About one crore people of the country are infected with Hepatitis B and C viruses, and 9 out of 10 infected people do not know they are carrying the viruses, experts have said.
At a programme, jointly organised by the National Liver Foundation of Bangladesh and the Bangladesh Health Reporters Forum in the capital Sunday morning, they called for giving Hepatitis B vaccines to newborn babies within 24 hours of birth.
In Bangladesh, this vaccine is given to infants six weeks after birth.
Prof Mohammad Ali, secretary general of the National Liver Foundation, said Hepatitis B and C viruses silently damage the liver, causing liver cirrhosis, liver cancer, and liver failure.
That is why the two viruses are called 'silent killers,' he said.
Hepatitis B and C are major causes of liver cirrhosis and liver cancer, added Prof Mohammad Ali, the country's first liver transplant surgeon.
The severity of Hepatitis B and C viruses is highest in children, he said.
He also said 80%-90% of children of infected mothers develop long-term hepatitis.
"About 20%-25% of them die before adulthood," said Prof Mohammad Ali.
He said the treatment of Hepatitis B and C infection is long-term and expensive. So, he put emphasis on awareness building to prevent Hepatitis.
"We have found in our study that the Hepatitis C virus infection rate among the Rohingya population is 18%. We have to work on them too. If not, local people's health will be at stake as well," said Prof Mohammad Ali.
Chief guest Prof ABM Khurshid Alam, director general of the Directorate General of Health Services, said the prevention of hepatitis infection was of great importance besides treatment.
"Hepatitis B and C viruses spread from the mother to the child, so both mother and child should be vaccinated, which is why institutional delivery is essential.

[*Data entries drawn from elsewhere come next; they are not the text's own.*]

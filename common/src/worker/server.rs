// Request loop of a persistent worker process

use super::handler::TickHandler;
use crate::errors::DispatchError;
use crate::gateway::protocol::{decode_signal, encode_reply};
use crate::gateway::{WorkerReply, WorkerSignal};
use tokio::io::{AsyncBufRead, AsyncBufReadExt, AsyncWrite, AsyncWriteExt};
use tracing::{debug, info, warn};

/// Why the serve loop returned
#[derive(Debug, Clone, Copy, PartialEq, Eq)]
pub enum ServeOutcome {
    /// `max_requests` reached; the host respawns the worker on the next tick
    Recycle { served: u32 },
    /// The host closed the input stream
    HostClosed { served: u32 },
}

/// Answer signals read from `reader` until `max_requests` have been served.
///
/// Every signal gets exactly one reply line, including ones that fail to
/// decode or whose handler fails.
pub async fn serve<R, W>(
    reader: R,
    mut writer: W,
    handler: &dyn TickHandler,
    max_requests: u32,
) -> Result<ServeOutcome, DispatchError>
where
    R: AsyncBufRead + Unpin,
    W: AsyncWrite + Unpin,
{
    let mut lines = reader.lines();
    let mut served = 0;

    while served < max_requests {
        let Some(line) = lines.next_line().await? else {
            info!(served, "Host closed the request stream");
            return Ok(ServeOutcome::HostClosed { served });
        };
        if line.trim().is_empty() {
            continue;
        }

        let reply = match decode_signal(&line) {
            Ok(WorkerSignal::Tick) => {
                debug!("Tick received");
                match handler.on_tick().await {
                    Ok(()) => WorkerReply::Ok,
                    Err(message) => WorkerReply::Error { message },
                }
            }
            Err(e) => {
                warn!(error = %e, "Unreadable request from host");
                WorkerReply::error(e.to_string())
            }
        };

        writer.write_all(encode_reply(&reply)?.as_bytes()).await?;
        writer.flush().await?;
        served += 1;
    }

    info!(served, "Request limit reached, exiting for recycling");
    Ok(ServeOutcome::Recycle { served })
}
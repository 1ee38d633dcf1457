// Scheduled work executed by the worker on every tick

use async_trait::async_trait;
use std::process::Stdio;
use tokio::process::Command;
use tracing::{info, instrument, warn};

/// Runs the scheduled work for one tick.
///
/// Failures are returned as a message for the reply; they never end the
/// worker loop.
#[async_trait]
pub trait TickHandler: Send + Sync {
    async fn on_tick(&self) -> Result<(), String>;
}

/// Runs a shell command once per tick
#[derive(Debug, Clone)]
pub struct CommandTickHandler {
    command: String,
}

impl CommandTickHandler {
    pub fn new(command: impl Into<String>) -> Self {
        Self {
            command: command.into(),
        }
    }
}

#[async_trait]
impl TickHandler for CommandTickHandler {
    #[instrument(skip(self), fields(command = %self.command))]
    async fn on_tick(&self) -> Result<(), String> {
        // stdout belongs to the protocol, so the command's output is captured
        let output = Command::new("sh")
            .arg("-c")
            .arg(&self.command)
            .stdin(Stdio::null())
            .output()
            .await
            .map_err(|e| format!("failed to run scheduled command: {}", e))?;

        if output.status.success() {
            info!("Scheduled command finished");
            return Ok(());
        }

        let stderr = String::from_utf8_lossy(&output.stderr);
        let detail = stderr.lines().rev().find(|l| !l.trim().is_empty());
        let message = match detail {
            Some(line) => format!("scheduled command failed ({}): {}", output.status, line.trim()),
            None => format!("scheduled command failed ({})", output.status),
        };
        warn!(message = %message, "Scheduled command failed");
        Err(message)
    }
}
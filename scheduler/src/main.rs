// Scheduler host entry point: owns the registry and applies configuration

use anyhow::Result;
use common::config::Settings;
use common::gateway::ProcessWorkerLauncher;
use common::scheduler::{DispatcherRegistry, SchedulerModule};
use common::telemetry;
use std::sync::Arc;
use tracing::{error, info};

#[tokio::main]
async fn main() -> Result<()> {
    let settings = Settings::load()?;

    telemetry::init_logging(
        &settings.observability.log_level,
        settings.observability.tracing_endpoint.as_deref(),
    )?;
    if let Some(port) = settings.observability.metrics_port {
        telemetry::init_metrics(port)?;
    }

    info!("Starting minute scheduler");

    let registry = Arc::new(DispatcherRegistry::new());
    let launcher = ProcessWorkerLauncher::new();

    let mut module = SchedulerModule::start(&settings.scheduler, &launcher, registry.clone())
        .await
        .map_err(|e| {
            error!(error = %e, "Failed to provision scheduler");
            e
        })?;

    let mut signals = HostSignals::new()?;

    loop {
        match signals.next().await {
            HostSignal::Shutdown => {
                info!("Shutdown signal received, stopping scheduler");
                break;
            }
            HostSignal::Reload => {
                info!("Reload signal received, reapplying configuration");
                match reload(&launcher, registry.clone()).await {
                    Ok(replacement) => {
                        // The new dispatcher is already active; cleanup must leave it alone
                        let previous = std::mem::replace(&mut module, replacement);
                        previous.stop().await;
                    }
                    Err(e) => {
                        error!(error = %e, "Reload failed, keeping current scheduler");
                    }
                }
            }
        }
    }

    module.stop().await;
    telemetry::shutdown_tracer();

    info!("Scheduler stopped");
    Ok(())
}

async fn reload(
    launcher: &ProcessWorkerLauncher,
    registry: Arc<DispatcherRegistry>,
) -> Result<SchedulerModule> {
    let settings = Settings::load()?;
    let module = SchedulerModule::start(&settings.scheduler, launcher, registry).await?;
    Ok(module)
}

enum HostSignal {
    Shutdown,
    Reload,
}

#[cfg(unix)]
struct HostSignals {
    hangup: tokio::signal::unix::Signal,
    terminate: tokio::signal::unix::Signal,
}

#[cfg(unix)]
impl HostSignals {
    fn new() -> Result<Self> {
        use tokio::signal::unix::{signal, SignalKind};

        Ok(Self {
            hangup: signal(SignalKind::hangup())?,
            terminate: signal(SignalKind::terminate())?,
        })
    }

    async fn next(&mut self) -> HostSignal {
        tokio::select! {
            _ = tokio::signal::ctrl_c() => HostSignal::Shutdown,
            _ = self.terminate.recv() => HostSignal::Shutdown,
            _ = self.hangup.recv() => HostSignal::Reload,
        }
    }
}

#[cfg(not(unix))]
struct HostSignals;

#[cfg(not(unix))]
impl HostSignals {
    fn new() -> Result<Self> {
        Ok(Self)
    }

    async fn next(&mut self) -> HostSignal {
        let _ = tokio::signal::ctrl_c().await;
        HostSignal::Shutdown
    }
}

It isn't possible to give vaccines within 24 hours of birth to children who are born at home,'' he said.
It has been decided to allocate Tk10 crore each to Sheikh Russel Gastroliver Institute and Hospital, BIRDEM General Hospital, and Bangabandhu Sheikh Mujib Medical University, to undertake liver transplant initiatives, according to Prof ABM Khurshid Alam.
Rashed Rabbi, president of Bangladesh Health Reporters Forum, said awareness raising was the main thing to control hepatitis and both the public and private sector should play a role at all levels, he added.
World Hepatitis Day will be observed on 28 July. This year the theme is "I Can't Wait."